XFOIL is a wonderful program developed by MIT that assists with the design and analysis of subsonic airfoils. Based on the airfoil geometry and flow specifications, XFOIL can generate polars (Cl/Cd vs. Alpha data) for a small range of alpha. Additionally, XFOIL allows me to easily blend airfoils and generate polars for these new geometries. This is especially useful for more accurately modeling the region of the blade that occurs between two pure airfoils.
This data is incredibly important when it comes to designing the right airfoil for the job. For instance, the area swept by the root of the blade is smaller than the area swept by the tip of the blade for an equally sized portion of the blade radius.

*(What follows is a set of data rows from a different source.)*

/*
 * Copyright 2024 Vijaykumar Singh
 *
 * Licensed under the Apache License, Version 2.0 (the "License");
 * you may not use this file except in compliance with the License.
 * You may obtain a copy of the License at
 *
 *     http://www.apache.org/licenses/LICENSE-2.0
 *
 * Unless required by applicable law or agreed to in writing, software
 * distributed under the License is distributed on an "AS IS" BASIS,
 * WITHOUT WARRANTIES OR CONDITIONS OF ANY KIND, either express or implied.
 * See the License for the specific language governing permissions and
 * limitations under the License.
 */

//! Scalar distance computation for the in-memory store
//!
//! - Inner product (similarity)
//! - Cosine similarity
//! - Squared Euclidean distance (L2, as reported by the store)
//! - Hamming and Jaccard distance over packed binary vectors

use std::cmp::Ordering;

use super::index::MetricType;
use super::QueryVector;
use crate::schema::FieldValue;

pub fn dot_product(a: &[f32], b: &[f32]) -> f32 {
    let mut sum = 0.0f32;

    // Manual loop unrolling
    let len = a.len().min(b.len());
    let chunks = len / 4;
    for i in 0..chunks {
        let base = i * 4;
        sum += a[base] * b[base];
        sum += a[base + 1] * b[base + 1];
        sum += a[base + 2] * b[base + 2];
        sum += a[base + 3] * b[base + 3];
    }
    for i in (chunks * 4)..len {
        sum += a[i] * b[i];
    }
    sum
}

pub fn cosine_similarity(a: &[f32], b: &[f32]) -> f32 {
    let norm_a = dot_product(a, a);
    let norm_b = dot_product(b, b);
    if norm_a == 0.0 || norm_b == 0.0 {
        0.0
    } else {
        dot_product(a, b) / (norm_a.sqrt() * norm_b.sqrt())
    }
}

pub fn squared_l2(a: &[f32], b: &[f32]) -> f32 {
    a.iter()
        .zip(b)
        .map(|(x, y)| {
            let diff = x - y;
            diff * diff
        })
        .sum()
}

pub fn hamming(a: &[u8], b: &[u8]) -> f32 {
    a.iter()
        .zip(b)
        .map(|(x, y)| (x ^ y).count_ones())
        .sum::<u32>() as f32
}

pub fn jaccard(a: &[u8], b: &[u8]) -> f32 {
    let (mut both, mut either) = (0u32, 0u32);
    for (x, y) in a.iter().zip(b) {
        both += (x & y).count_ones();
        either += (x | y).count_ones();
    }
    if either == 0 {
        0.0
    } else {
        1.0 - both as f32 / either as f32
    }
}

/// Score of a stored vector against a query; `None` when the kinds do not pair up
pub fn score(metric: MetricType, query: &QueryVector, stored: &FieldValue) -> Option<f32> {
    match (metric, query, stored) {
        (MetricType::InnerProduct, QueryVector::Float(q), FieldValue::FloatVector(v)) => {
            Some(dot_product(q, v))
        }
        (MetricType::Cosine, QueryVector::Float(q), FieldValue::FloatVector(v)) => {
            Some(cosine_similarity(q, v))
        }
        (MetricType::L2, QueryVector::Float(q), FieldValue::FloatVector(v)) => Some(squared_l2(q, v)),
        (MetricType::Hamming, QueryVector::Binary(q), FieldValue::BinaryVector(v)) => {
            Some(hamming(q, v))
        }
        (MetricType::Jaccard, QueryVector::Binary(q), FieldValue::BinaryVector(v)) => {
            Some(jaccard(q, v))
        }
        _ => None,
    }
}

/// Ordering that puts the better of two scores first
pub fn rank(metric: MetricType, a: f32, b: f32) -> Ordering {
    if metric.is_similarity() {
        b.total_cmp(&a)
    } else {
        a.total_cmp(&b)
    }
}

This means that the region of the blade near the root is not able to generate as much energy as say the tip, because the total swept area is less. Additionally, the relative wind (tangential velocity of the blade combined with free stream wind velocity) is much less near the root than near the tip of the blade. Should chord length and airfoil geometry remain the same, the contribution of the root to the overall performance of the blade is much smaller than that of the primary and tip regions.

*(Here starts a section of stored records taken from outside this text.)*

#[async_trait]
impl RemoteStore for MemoryStore {
    async fn create_collection(&self, schema: &CollectionSchema, shard_count: u32) -> StoreResult<()> {
        self.begin("create_collection").await?;
        if shard_count == 0 {
            return Err(StoreError::Rejected("shard count must be positive".to_string()));
        }
        if schema.primary_key().is_none() {
            return Err(StoreError::Rejected(format!(
                "collection {} has no primary key field",
                schema.collection_name
            )));
        }

        let mut collections = self.state.collections.write();
        if collections.contains_key(&schema.collection_name) {
            return Err(StoreError::AlreadyExists(format!(
                "collection {} already exists",
                schema.collection_name
            )));
        }
        collections.insert(
            schema.collection_name.clone(),
            MemoryCollection {
                schema: schema.clone(),
                partitions: BTreeSet::from([DEFAULT_PARTITION.to_string()]),
                indexes: HashMap::new(),
                loaded: false,
                sealed: Vec::new(),
                growing: Vec::new(),
            },
        );
        info!("🆕 Memory store created collection: {}", schema.collection_name);
        Ok(())
    }

    async fn create_partition(&self, collection: &str, partition: &str) -> StoreResult<()> {
        self.begin("create_partition").await?;
        let mut collections = self.state.collections.write();
        let entry = collections
            .get_mut(collection)
            .ok_or_else(|| collection_not_found(collection))?;
        if !entry.partitions.insert(partition.to_string()) {
            return Err(StoreError::AlreadyExists(format!(
                "partition {} already exists",
                partition
            )));
        }
        Ok(())
    }

    async fn get_index_state(&self, collection: &str, field: &str) -> StoreResult<IndexState> {
        self.begin("get_index_state").await?;
        let collections = self.state.collections.read();
        let entry = collections
            .get(collection)
            .ok_or_else(|| collection_not_found(collection))?;
        if entry.schema.field(field).is_none() {
            return Err(StoreError::NotFound(format!("field {} not found", field)));
        }
        Ok(if entry.indexes.contains_key(field) {
            IndexState::Finished
        } else {
            IndexState::Absent
        })
    }

    async fn create_index(
        &self,
        collection: &str,
        field: &str,
        index: &IndexSpec,
        _sync: bool,
    ) -> StoreResult<()> {
        self.begin("create_index").await?;
        let mut collections = self.state.collections.write();
        let entry = collections
            .get_mut(collection)
            .ok_or_else(|| collection_not_found(collection))?;
        let definition = entry
            .schema
            .field(field)
            .ok_or_else(|| StoreError::NotFound(format!("field {} not found", field)))?;

        if !index.index_type.supports(definition.store_type)
            || !index.metric.supports(definition.store_type)
        {
            return Err(StoreError::Rejected(format!(
                "index {} with metric {} cannot be built on {} field {}",
                index.index_type, index.metric, definition.store_type, field
            )));
        }
        if entry.indexes.contains_key(field) {
            return Err(StoreError::AlreadyExists(format!(
                "index on {} already exists",
                field
            )));
        }

        entry.indexes.insert(field.to_string(), index.clone());
        *self.state.index_builds.entry(collection.to_string()).or_insert(0) += 1;
        Ok(())
    }

    async fn insert(&self, collection: &str, partition: &str, columns: &[Column]) -> StoreResult<usize> {
        self.begin("insert").await?;
        let mut collections = self.state.collections.write();
        let entry = collections
            .get_mut(collection)
            .ok_or_else(|| collection_not_found(collection))?;
        if !entry.partitions.contains(partition) {
            return Err(StoreError::NotFound(format!("partition {} not found", partition)));
        }

        let rows = Self::rows_from_columns(&entry.schema, partition, columns)?;
        let inserted = rows.len();
        entry.growing.extend(rows);
        debug!("📥 Memory store buffered {} row(s) in {}", inserted, collection);
        Ok(inserted)
    }

    async fn flush(&self, collection: &str, _sync: bool) -> StoreResult<()> {
        self.begin("flush").await?;
        let mut collections = self.state.collections.write();
        let entry = collections
            .get_mut(collection)
            .ok_or_else(|| collection_not_found(collection))?;
        let sealed = entry.growing.len();
        let mut growing = std::mem::take(&mut entry.growing);
        entry.sealed.append(&mut growing);
        *self.state.flushes.entry(collection.to_string()).or_insert(0) += 1;
        debug!("💾 Memory store sealed {} row(s) in {}", sealed, collection);
        Ok(())
    }

    async fn load_collection(&self, collection: &str, _sync: bool) -> StoreResult<()> {
        self.begin("load_collection").await?;
        let mut collections = self.state.collections.write();
        let entry = collections
            .get_mut(collection)
            .ok_or_else(|| collection_not_found(collection))?;
        entry.loaded = true;
        Ok(())
    }

    async fn search(&self, request: &VectorSearch) -> StoreResult<Vec<SearchResult>> {
        self.begin("search").await?;
        let filter = Filter::parse(&request.expression)?;
        if request.top_k == 0 {
            return Err(StoreError::Rejected("topk must be positive".to_string()));
        }

        let collections = self.state.collections.read();
        let entry = collections
            .get(&request.collection)
            .ok_or_else(|| collection_not_found(&request.collection))?;
        if !entry.loaded {
            return Err(StoreError::Rejected(format!(
                "collection {} not loaded",
                request.collection
            )));
        }

        let schema = &entry.schema;
        let field = schema
            .field(&request.vector_field)
            .filter(|f| f.store_type.is_vector())
            .ok_or_else(|| {
                StoreError::Rejected(format!("{} is not a vector field", request.vector_field))
            })?;
        if !request.metric.supports(field.store_type) {
            return Err(StoreError::Rejected(format!(
                "metric {} does not apply to {} field {}",
                request.metric, field.store_type, field.name
            )));
        }
        if let Some(index) = entry.indexes.get(&field.name) {
            if index.metric != request.metric {
                return Err(StoreError::Rejected(format!(
                    "metric type not match: index uses {}, search uses {}",
                    index.metric, request.metric
                )));
            }
        }
        if let Some(missing) = request
            .partitions
            .iter()
            .find(|p| !entry.partitions.contains(*p))
        {
            return Err(StoreError::NotFound(format!("partition {} not found", missing)));
        }
        if let Some(missing) = request
            .output_fields
            .iter()
            .find(|name| schema.field(name).is_none())
        {
            return Err(StoreError::Rejected(format!("field {} not exist", missing)));
        }

        let mut candidates = Vec::new();
        for row in &entry.sealed {
            if !request.partitions.is_empty() && !request.partitions.contains(&row.partition) {
                continue;
            }
            if filter.matches(|name| row.values.get(name))? {
                candidates.push(row);
            }
        }

        let expected = field.vector_len();
        let mut results = Vec::with_capacity(request.vectors.len());
        for query in &request.vectors {
            if Some(query.len()) != expected {
                return Err(StoreError::Rejected(format!(
                    "query vector has {} elements, field {} expects {}",
                    query.len(),
                    field.name,
                    expected.unwrap_or(0)
                )));
            }

            let mut scored: Vec<(f32, &StoredRow)> = candidates
                .iter()
                .filter_map(|row| {
                    row.values
                        .get(&field.name)
                        .and_then(|v| distance::score(request.metric, query, v))
                        .map(|score| (score, *row))
                })
                .collect();
            scored.sort_by(|a, b| distance::rank(request.metric, a.0, b.0));
            scored.truncate(request.top_k);

            results.push(Self::build_result(schema, &request.output_fields, &scored)?);
        }

        debug!(
            "🔍 Memory store searched {} ({} candidate row(s), {} quer(ies))",
            request.collection,
            candidates.len(),
            request.vectors.len()
        );
        Ok(results)
    }

    async fn delete_by_primary_key(
        &self,
        collection: &str,
        partition: &str,
        keys: &Column,
    ) -> StoreResult<usize> {
        self.begin("delete").await?;
        let mut collections = self.state.collections.write();
        let entry = collections
            .get_mut(collection)
            .ok_or_else(|| collection_not_found(collection))?;
        if !entry.partitions.contains(partition) {
            return Err(StoreError::NotFound(format!("partition {} not found", partition)));
        }

        let primary_key = entry.schema.primary_key_field.clone();
        if keys.store_type() != entry.schema.primary_key_type() {
            return Err(StoreError::Rejected(format!(
                "primary key {} is {}, got {} keys",
                primary_key,
                entry.schema.primary_key_type(),
                keys.store_type()
            )));
        }

        let doomed: HashSet<PrimaryKey> = (0..keys.len())
            .filter_map(|row| keys.value_at(row))
            .filter_map(PrimaryKey::from_field_value)
            .collect();
        let matches = |row: &StoredRow| {
            row.partition == partition
                && row
                    .values
                    .get(&primary_key)
                    .cloned()
                    .and_then(PrimaryKey::from_field_value)
                    .map(|key| doomed.contains(&key))
                    .unwrap_or(false)
        };

        let before = entry.sealed.len() + entry.growing.len();
        entry.sealed.retain(|row| !matches(row));
        entry.growing.retain(|row| !matches(row));
        let removed = before - entry.sealed.len() - entry.growing.len();
        debug!("🗑️ Memory store deleted {} row(s) from {}", removed, collection);
        Ok(removed)
    }

    async fn drop_collection(&self, collection: &str) -> StoreResult<()> {
        self.begin("drop_collection").await?;
        self.state
            .collections
            .write()
            .remove(collection)
            .ok_or_else(|| collection_not_found(collection))?;
        info!("🗑️ Memory store dropped collection: {}", collection);
        Ok(())
    }

    async fn close(&self) -> StoreResult<()> {
        Ok(())
    }
}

It is possible to mitigate the loss in performance of the root by increasing the chord length of the blade; however, given the same airfoil geometry, root chord lengths may have to be impractically large to achieve the same performance as some other part of the blade. Another way of getting around this is by modifying the airfoil geometry to have a larger Cl/Cd. By choosing an airfoil with greater lift, you can cut down on the chord lengths needed and increase the overall performance of the root.

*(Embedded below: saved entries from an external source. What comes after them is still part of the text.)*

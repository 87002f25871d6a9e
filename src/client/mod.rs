// Copyright 2025 ProximaDB
//
// Licensed under the Apache License, Version 2.0 (the "License");
// you may not use this file except in compliance with the License.

//! Collection client: connection handling, flush policy and typed operations

pub mod collection;
pub mod connection;
pub mod flush;
pub mod search;

pub use collection::{CollectionClient, CollectionClientBuilder, InsertOutcome};
pub use connection::{ConnectionState, ConnectionStrategy};
pub use flush::{FlushPolicy, FlushTracker};
pub use search::{Hit, SearchRequest};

The FX 63-137 airfoil exhibits a relatively gentle Cl/Cd vs. Alpha curve and a high peak Cl/Cd. These characteristics are desirable for several reasons. First, the high Cl/Cd helps to mitigate the lower performance expected near the root of the blade while maintaining practical chord lengths. Second, when the rotor begins to start up, the tip speed ratio (ratio of the tangential velocity of the tip of the blade to the free stream wind velocity) of the rotor is much less than the design tip speed ratio. As the TSR of the rotor speeds up to the design TSR, the alpha decreases.
Airfoils with peak Cl/Cd at very specific alphas do not respond well to these changes. For instance, the airfoil may be operating around peak Cl/Cd during startup and then stall during normal operation, which hurts the annual energy production (AEP) of the turbine. Conversely, if the airfoil is designed to peak during normal operation, the rotor will be less effective at starting up leading to higher cut-in speeds. Airfoils with a significant Cl/Cd over a broader range of angles help with the startup of the rotor and prevent stalling at low wind speeds without significantly sacrificing the AEP.